O Gott! So könnte der Urknall der Musik lauten. Ein Mensch erhebt die Stimme, um gehört, geliebt, gerettet zu werden. Er ruft einen abstrakten Titel an: Herr, Kyrie, Domine. Oder einen Namen. Der Schriftsteller und Theologe Johann Gottfried Herder, dessen Name heute nur noch selten angerufen wird, erkannte darin sogar den Ursprung der Musik: »Wir finden uns nämlich so ganz umringt von ungeheurer Macht und Übermacht der Schöpfung, dass wir in ihr nur wie Tropfen im Ozean zu schwimmen scheinen; und wenn dies Gefühl über einen Gegenstand oder in einer Situation zur Sprache kommt, was kann es anders, als ein Ausdruck des Seufzers werden: ›Ungeheure Macht, erdrücke mich nicht! Hilf mir!‹« Im Laufe der Zeit aber, in der Geschichte der Religion, der Kultur, der Musik, werde dieser Ausruf immer beredter, persönlicher und präziser, lehrt Herder: »Er nennt die Eigenschaften seines angebeteten Gegenstandes mit tausend Namen, deren ganzer Inhalt dieser ist: ›Du bist groß; sei auch gut! Schade mir nicht, hilf mir!‹«
Lera Auerbach nennt keine tausend, aber 72 Namen, einen nach dem anderen: Sie sind ihr Text und ihr Thema, ihr Libretto und ihre Liturgie, nichts sonst ist zu hören – keine Dichtung, keine Handlung, keine Erzählung. Nichts anderes, nur diese 72 Namen (und ein Amen als Epilog). Gleich im Inhaltsverzeichnis der Partitur werden sie aufgeführt, von Vehevyah auf Seite 10 bis Mevamyah auf Seite 259. Unbekannte, unvertraute Namen, die noch rätselhafter erscheinen, noch fremdartiger klingen, wenn man begreift, dass es sich um Engelsnamen handelt. Und so heißt auch das ganze Werk: 72 Engel, eine ununterbrochene Folge von »Beschwörungspräludien«, von Anrufungen der ungeheuren Macht, die helfen oder erdrücken kann und die sich nur in Zwischenwesen, Geistesblitzen, Botenstoffen mitteilt. Ob die Engel umherfliegen und deshalb Vogelflügel benötigen, ob sie verspielte Kleinkinder, lockige Jünglinge oder gepanzerte Drachentöter sind, bleibt eine Glaubens- und Geschmacksfrage. Der Grenzübergang zwischen Theologie und Esoterik, Kunst und Kitsch steht ohnehin weit offen.

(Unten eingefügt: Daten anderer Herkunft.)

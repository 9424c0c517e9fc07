//! Execution context access
//!
//! An [`ExecutionContext`] is the live, mutable machine state of a thread
//! stopped in a trap: its saved register bank plus access to the memory the
//! protocol stages values in (the thread's own stack and the trampoline's
//! code). The context is borrowed from the signal layer for the duration of
//! one trap and never retained.
//!
//! Memory access goes through [`TargetMemory`] so that the same protocol code
//! runs against a real signal frame (plain loads and stores in the current
//! address space) and against a simulated target.

use crate::arch::Arch;

/// A target memory access touched an address that is not mapped
#[derive(Debug, Clone, Copy, PartialEq, Eq)]
pub struct MemoryFault {
    pub addr: u64,
}

/// Byte-level access to target memory
///
/// Implementations must not allocate, lock or block: they are called from
/// the trap path.
pub trait TargetMemory {
    /// Copy `buf.len()` bytes starting at `addr` into `buf`
    fn read(&self, addr: u64, buf: &mut [u8]) -> Result<(), MemoryFault>;

    /// Copy `data` to target memory starting at `addr`
    fn write(&mut self, addr: u64, data: &[u8]) -> Result<(), MemoryFault>;

    /// Read one little-endian pointer-sized word
    #[inline]
    fn read_word(&self, addr: u64) -> Result<u64, MemoryFault> {
        let mut word = [0u8; 8];
        self.read(addr, &mut word)?;
        Ok(u64::from_le_bytes(word))
    }

    /// Write one little-endian pointer-sized word
    #[inline]
    fn write_word(&mut self, addr: u64, value: u64) -> Result<(), MemoryFault> {
        self.write(addr, &value.to_le_bytes())
    }
}

/// Saved machine state of a trapped thread
pub trait ExecutionContext<A: Arch>: TargetMemory {
    fn registers(&self) -> &A::Registers;
    fn registers_mut(&mut self) -> &mut A::Registers;

    #[inline]
    fn pc(&self) -> u64 {
        A::pc(self.registers())
    }

    #[inline]
    fn set_pc(&mut self, pc: u64) {
        A::set_pc(self.registers_mut(), pc)
    }

    #[inline]
    fn sp(&self) -> u64 {
        A::sp(self.registers())
    }

    #[inline]
    fn set_sp(&mut self, sp: u64) {
        A::set_sp(self.registers_mut(), sp)
    }

    #[inline]
    fn link(&self) -> u64 {
        A::link(self.registers())
    }

    #[inline]
    fn set_link(&mut self, link: u64) {
        A::set_link(self.registers_mut(), link)
    }

    /// Protocol status published by the trampoline
    #[inline]
    fn status(&self) -> u64 {
        A::status(self.registers())
    }

    #[inline]
    fn set_context_register(&mut self, value: u64) {
        A::set_context_register(self.registers_mut(), value)
    }

    /// Whether the thread stopped exactly on a trap instruction
    fn at_trap_instruction(&self) -> bool {
        let mut insn = [0u8; 4];
        match self.read(self.pc(), &mut insn) {
            Ok(()) => A::is_trap_instruction(insn),
            Err(_) => false,
        }
    }
}

#[cfg(test)]
pub(crate) mod testing {
    //! Flat in-memory context for unit tests

    use super::*;

    /// Register bank plus one contiguous memory window at `base`
    pub struct FlatContext<A: Arch> {
        pub regs: A::Registers,
        pub base: u64,
        pub mem: Vec<u8>,
    }

    impl<A: Arch> FlatContext<A> {
        pub fn new(base: u64, size: usize) -> Self {
            Self {
                regs: A::Registers::default(),
                base,
                mem: vec![0; size],
            }
        }

        fn range(&self, addr: u64, len: usize) -> Result<core::ops::Range<usize>, MemoryFault> {
            let start = addr
                .checked_sub(self.base)
                .ok_or(MemoryFault { addr })? as usize;
            let end = start.checked_add(len).ok_or(MemoryFault { addr })?;
            if end > self.mem.len() {
                return Err(MemoryFault { addr });
            }
            Ok(start..end)
        }
    }

    impl<A: Arch> TargetMemory for FlatContext<A> {
        fn read(&self, addr: u64, buf: &mut [u8]) -> Result<(), MemoryFault> {
            let range = self.range(addr, buf.len())?;
            buf.copy_from_slice(&self.mem[range]);
            Ok(())
        }

        fn write(&mut self, addr: u64, data: &[u8]) -> Result<(), MemoryFault> {
            let range = self.range(addr, data.len())?;
            self.mem[range].copy_from_slice(data);
            Ok(())
        }
    }

    impl<A: Arch> ExecutionContext<A> for FlatContext<A> {
        fn registers(&self) -> &A::Registers {
            &self.regs
        }

        fn registers_mut(&mut self) -> &mut A::Registers {
            &mut self.regs
        }
    }
}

»Engelwesen, spirituelle Führer, höhere Energien oder Boten sind ein allgemeines Thema in vielen Glaubenssystemen der Menschheitsgeschichte«, betont Lera Auerbach und erinnert daran, dass es neben den Engeln der drei abrahamitischen Religionen – Judentum, Christentum, Islam – auch die Himmelswesen, Geister und Halbgötter des Buddhismus und Hinduismus gibt, die Devas und Apsaras, oder die Amschaspand, die unsterblichen Weisen der Religion Zarathustras. Auerbach will mit ihren 72 Engeln gerade die Gemeinsamkeiten der historischen Schöpfungsriten und Jenseitskulte herausstellen, sie will herausfinden, »was die verschiedenen Kulturen in ihren religiösen, spirituellen, esoterischen und mythologischen Traditionen« eint, nicht was sie trennt. Über Jahrhunderte sind Religionen als Machtfaktor und Kriegsparteien aufgetreten, als autoritäre Regime. Aber Auerbach kapituliert nicht vor der Geschichte, sie sucht mit dem Ursprung der Musik auch den Ursprung des Glaubens, den Wendepunkt der Befreiung, wie er sich legendär im Auszug Israels aus der ägyptischen Gefangenschaft darstellt. Auf eben dieses Ereignis der biblischen Erzählung spielt sie an, wenn sie schreibt: »Im Wesentlichen handelt es sich bei den 72 Engeln um ein langes, intensives Gebet voller Leidenschaft und Hoffnung. Vielleicht setzt sich der Exodus heute in jedem von uns fort, wenn wir uns von unseren Fesseln beschränkter Vorurteile und vorgefasster Meinungen befreien.«
Auerbach beruft sich nicht von ungefähr auf das Buch Exodus, das Zweite Buch Mose aus der hebräischen Bibel (dem Alten Testament). Im vierzehnten Kapitel wird der Zug der Israeliten durch das geteilte Schilfmeer beschrieben, die göttliche Rettung vor der feindlichen Streitmacht der Ägypter. So lesen sich die Verse 19 bis 21 an der Oberfläche: »Da erhob sich der Engel Gottes, der vor dem Heer Israels herzog, und stellte sich hinter sie. Und die Wolkensäule vor ihnen erhob sich und trat hinter sie und kam zwischen das Heer der Ägypter und das Heer Israels. Und dort war die Wolke finster, und hier erleuchtete sie die Nacht, und so kamen die Heere die ganze Nacht einander nicht näher. Als nun Mose seine Hand über das Meer reckte, ließ es der HERR zurückweichen durch einen starken Ostwind die ganze Nacht und machte das Meer trocken, und die Wasser teilten sich.«
Unter oder in diesem Wortlaut aber entdeckte im 13. Jahrhundert der von der katholischen Kirche verfolgte sephardische Rabbiner und Mystiker Abraham Abulafia einen verborgenen Sinn: die verschlüsselten Namen der Engel, mit deren Anrufung Mose das Wunder der Errettung heraufbeschworen haben soll. Abulafia las die drei Verse als Bustrophedon, also »furchenwendig«, von rechts nach links, von links nach rechts, von rechts nach links. Jeder Vers umfasst im hebräischen Original 72 Buchstaben. Indem der Gelehrte diese Verse übereinanderlegte, je drei Buchstaben von oben nach unten verband und mit den Namensendungen -el oder -yah abrundete, ergaben sich aus dieser Kombination die verschwiegenen Namen der 72 Engel, die Israel aus der Sklaverei zur Freiheit geleiteten.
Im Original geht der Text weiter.